I actually didn’t remember this part very clearly, but Mike told me that I would push and the baby would crown, but still couldn't come out for some reason. At this point, the midwives realized that my pelvis was too narrow and baby’s head kept getting stuck. So they did the logical thing and used their hands (yes, hands plural) to physically pull my pelvis apart as I pushed. I’m sure it hurt like hell, but I don’t remember.
I remember them saying this was it and that baby was coming, encouraging me to keep going. I don’t think I’ve ever felt more unconditional love and admiration in one room before. Dr. Lori asked if I wanted to hold a mirror so I could see the head and I declined. I had to focus.
I felt a giant wave of relief as I pushed his head out, but was met with panic from the others. His shoulder was stuck and I had to flip over onto my hands and knees and push again - NOW.
A moment later, on December 30 at 9:13pm (yes 45 hours later), a part of me died as the best part of me came Earthside. Mike pulled him out and said,
“Babe, we have a son!” I was already weeping.
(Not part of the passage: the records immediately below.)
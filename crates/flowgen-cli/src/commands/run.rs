//! `flowgen good` / `flowgen bad` - create a branch with synthetic commits.

use std::path::Path;

use anyhow::{Context, Result};
use flowgen_core::{CountRange, GitBackend, NameGenerator, RandomSource};
use flowgen_git::{GitCli, GitOps, SystemRunner};

use super::RunArgs;
use super::utils::{EchoRunner, build_generator, load_config, open_repo};
use crate::output;
use crate::services::{DemoService, DemoSettings, Flow, PendingCommit, RunPlan};

/// Run a demo flow.
pub fn run(flow: Flow, args: &RunArgs, config_path: Option<&Path>) -> Result<()> {
    let (repo, workdir) = open_repo()?;
    let config = load_config(config_path, Some(&workdir))?;

    let commits = match args.commits {
        Some(n) => CountRange::new(n.into(), n.into())?,
        None => config.commit_range().context("Invalid commit range in config")?,
    };
    let settings = DemoSettings {
        text_file: args
            .file
            .clone()
            .unwrap_or_else(|| config.general.text_file.clone()),
        header_lines: config.general.header_lines,
        commits,
    };
    let generator = build_generator(&config, args.seed)?;
    let ticket_prefix = config.naming.ticket_prefix.clone();

    let backend = args.backend.map_or(config.git.backend, GitBackend::from);
    tracing::debug!(?backend, workdir = %workdir.display(), "starting run");

    match backend {
        GitBackend::Cli => {
            let git = GitCli::new(EchoRunner::new(SystemRunner), &workdir);
            execute(&git, generator, settings, flow, &ticket_prefix, args.dry_run)
        }
        GitBackend::Libgit2 => execute(&repo, generator, settings, flow, &ticket_prefix, args.dry_run),
    }
}

fn execute<G: GitOps, R: RandomSource>(
    repo: &G,
    generator: NameGenerator<R>,
    settings: DemoSettings,
    flow: Flow,
    ticket_prefix: &str,
    dry_run: bool,
) -> Result<()> {
    let mut service = DemoService::new(repo, generator, settings);

    print_banner(flow);
    let plan = service.plan(flow)?;
    print_branch(&plan, ticket_prefix);

    // Read the file up front so a missing or short file fails before the branch exists.
    let mut buffer = service.load_text()?;
    service.check_text(&buffer)?;

    if dry_run {
        output::warn("Dry run - no files or branches will be changed");
    } else {
        output::detail(&format!("Creating branch: {}", plan.branch));
        service.create_branch(&plan)?;
    }

    output::heading(&format!("Will create {} commit(s)", plan.commit_count));

    for number in 1..=plan.commit_count {
        if !dry_run && number > 1 {
            buffer = service.load_text()?;
        }
        let pending = service.prepare_commit(number, &buffer)?;
        print_commit(&pending);

        if dry_run {
            buffer = pending.buffer;
        } else {
            service.apply_commit(&pending)?;
        }
    }

    print_summary(&plan, ticket_prefix, dry_run);
    Ok(())
}

fn print_banner(flow: Flow) {
    let title = match flow {
        Flow::Good => "=== Good Pattern (Following Gitflow Guidelines) ===",
        Flow::Bad => "=== Bad Pattern (NOT Following Gitflow Guidelines) ===",
    };
    output::heading(title);
}

fn print_branch(plan: &RunPlan, ticket_prefix: &str) {
    match plan.flow {
        Flow::Good => {
            output::info(&format!("Ticket ID: {}", plan.branch));
            output::detail(&format!(
                "  {} Branch name is the ticket ID ({ticket_prefix}-XXXX)",
                output::verdict(true)
            ));
        }
        Flow::Bad => {
            output::info(&format!("Branch name: {}", plan.branch));
            output::detail(&format!(
                "  {} Uses prefix like feature/, fix/, hotfix/",
                output::verdict(false)
            ));
            output::detail(&format!(
                "  {} No ticket ID in branch name",
                output::verdict(false)
            ));
        }
    }
    output::info(&format!("Current branch: {}", plan.original_branch));
}

fn print_commit(pending: &PendingCommit) {
    let change = &pending.change;
    output::heading(&format!("--- Commit {} ---", pending.number));
    output::detail(&format!("Modifying line {}:", change.line_number()));
    output::detail(&format!("  Old: {}", output::quoted(&change.old_line)));
    output::detail(&format!("  New: {}", output::quoted(&change.new_line)));
    output::detail(&format!("Commit message: {}", output::quoted(&pending.message)));
}

fn print_summary(plan: &RunPlan, ticket_prefix: &str, dry_run: bool) {
    output::heading("=== Done! ===");
    output::hr();
    if dry_run {
        output::success(&format!(
            "Branch \"{}\" would be created with {} commit(s).",
            plan.branch, plan.commit_count
        ));
    } else {
        output::success(&format!(
            "Branch \"{}\" created with {} commit(s).",
            plan.branch, plan.commit_count
        ));
    }
    output::essential(&plan.branch);

    match plan.flow {
        Flow::Good => {
            output::detail("This follows the gitflow guidelines:");
            output::detail(&format!(
                "  - Branch name is the ticket ID ({ticket_prefix}-XXXX)"
            ));
            output::detail("  - Uses conventional commit format (feat/fix/chore/docs)");
        }
        Flow::Bad => {
            output::detail("This VIOLATES the gitflow guidelines:");
            output::detail(
                "  - Branch name uses prefix (feature/, fix/, etc.) instead of ticket ID",
            );
            output::detail(
                "  - Branch name is lowercase kebab-case instead of TICKET-ID format",
            );
        }
    }
}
I was relieved, proud, in love, confused, exhausted, and in a complete otherworldly haze. Even as I write this three years later, I remember it like I was watching a movie of my life. I’ve never felt more infinite and connected to my true inner Self than I did in that moment. Which is good, because it means I didn’t even notice when my baby pooped all over me.
The days, weeks, months, years following that moment have been some of the most difficult, easy, transformative, frustrating, meaningful, fun, overwhelming, beautiful, simple, and complicated times of our lives. For a man who wasn’t sure he even wanted children, and a woman who wasn’t sure she’d ever be good enough to have any, we’ve come a long way.
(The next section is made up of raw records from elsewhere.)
//! Mock implementations for testing services.
//!
//! These mocks implement the traits from flowgen-git to enable unit testing
//! of service logic without real git repos.

use std::cell::{Cell, RefCell};
use std::collections::HashSet;
use std::fs;
use std::path::{Path, PathBuf};

use flowgen_git::{Error as GitError, GitOps, Result as GitResult};

/// A recorded mutating call.
#[derive(Debug, Clone, PartialEq, Eq)]
pub enum GitCall {
    Checkout(String),
    Stage(PathBuf),
    Commit(String),
}

/// Mock implementation of `GitOps` for testing.
pub struct MockGitOps {
    pub workdir: Option<PathBuf>,
    pub current_branch: RefCell<String>,
    pub branches: RefCell<HashSet<String>>,
    pub detached: bool,
    pub calls: RefCell<Vec<GitCall>>,
    pub commits_allowed: Option<usize>,
    pub commits_made: Cell<usize>,
    pub snapshot_path: Option<PathBuf>,
    pub snapshots: RefCell<Vec<String>>,
}

impl Default for MockGitOps {
    fn default() -> Self {
        Self::new()
    }
}

impl MockGitOps {
    pub fn new() -> Self {
        Self {
            workdir: None,
            current_branch: RefCell::new("main".to_string()),
            branches: RefCell::new(HashSet::from(["main".to_string()])),
            detached: false,
            calls: RefCell::new(Vec::new()),
            commits_allowed: None,
            commits_made: Cell::new(0),
            snapshot_path: None,
            snapshots: RefCell::new(Vec::new()),
        }
    }

    pub fn with_workdir(mut self, path: &Path) -> Self {
        self.workdir = Some(path.to_path_buf());
        self
    }

    pub fn with_branch(self, name: &str) -> Self {
        self.branches.borrow_mut().insert(name.to_string());
        self
    }

    pub fn detached(mut self) -> Self {
        self.detached = true;
        self
    }

    /// Let `n` commits succeed, then fail every later one.
    pub fn fail_commit_after(mut self, n: usize) -> Self {
        self.commits_allowed = Some(n);
        self
    }

    /// Record the content of `path` whenever a commit is made.
    pub fn snapshot_on_commit(mut self, path: PathBuf) -> Self {
        self.snapshot_path = Some(path);
        self
    }

    pub fn calls(&self) -> Vec<GitCall> {
        self.calls.borrow().clone()
    }

    pub fn snapshots(&self) -> Vec<String> {
        self.snapshots.borrow().clone()
    }
}

impl GitOps for MockGitOps {
    fn workdir(&self) -> Option<&Path> {
        self.workdir.as_deref()
    }

    fn current_branch(&self) -> GitResult<String> {
        if self.detached {
            return Err(GitError::DetachedHead);
        }
        Ok(self.current_branch.borrow().clone())
    }

    fn branch_exists(&self, name: &str) -> GitResult<bool> {
        Ok(self.branches.borrow().contains(name))
    }

    fn checkout_new_branch(&self, name: &str) -> GitResult<()> {
        self.calls
            .borrow_mut()
            .push(GitCall::Checkout(name.to_string()));
        if !self.branches.borrow_mut().insert(name.to_string()) {
            return Err(GitError::CommandFailed {
                command: format!("git checkout -b {name}"),
                code: Some(128),
                stderr: String::new(),
            });
        }
        *self.current_branch.borrow_mut() = name.to_string();
        Ok(())
    }

    fn stage_path(&self, path: &Path) -> GitResult<()> {
        self.calls
            .borrow_mut()
            .push(GitCall::Stage(path.to_path_buf()));
        Ok(())
    }

    fn commit(&self, message: &str) -> GitResult<()> {
        self.calls
            .borrow_mut()
            .push(GitCall::Commit(message.to_string()));

        let made = self.commits_made.get() + 1;
        self.commits_made.set(made);
        if self.commits_allowed.is_some_and(|allowed| made > allowed) {
            return Err(GitError::CommandFailed {
                command: format!("git commit -m \"{message}\""),
                code: Some(1),
                stderr: String::new(),
            });
        }

        if let Some(path) = &self.snapshot_path {
            let content = fs::read_to_string(path).map_err(|source| GitError::CommandSpawn {
                command: "snapshot".to_string(),
                source,
            })?;
            self.snapshots.borrow_mut().push(content);
        }
        Ok(())
    }
}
Our son, Matthew a.k.a. “Wiggles,” is the absolute light of both our lives. He is kind, perceptive, bright, goofy, stubborn, snuggly, determined, and positively bursting with love and life. While parenting him proves to be the biggest challenge we’ve faced both personally and as a couple, it’s also the biggest joy. I love knowing that someday we’ll look back on this part of our lives and know just how special it was.
Matthew if you ever read this, know that you will always hold my heart in yours.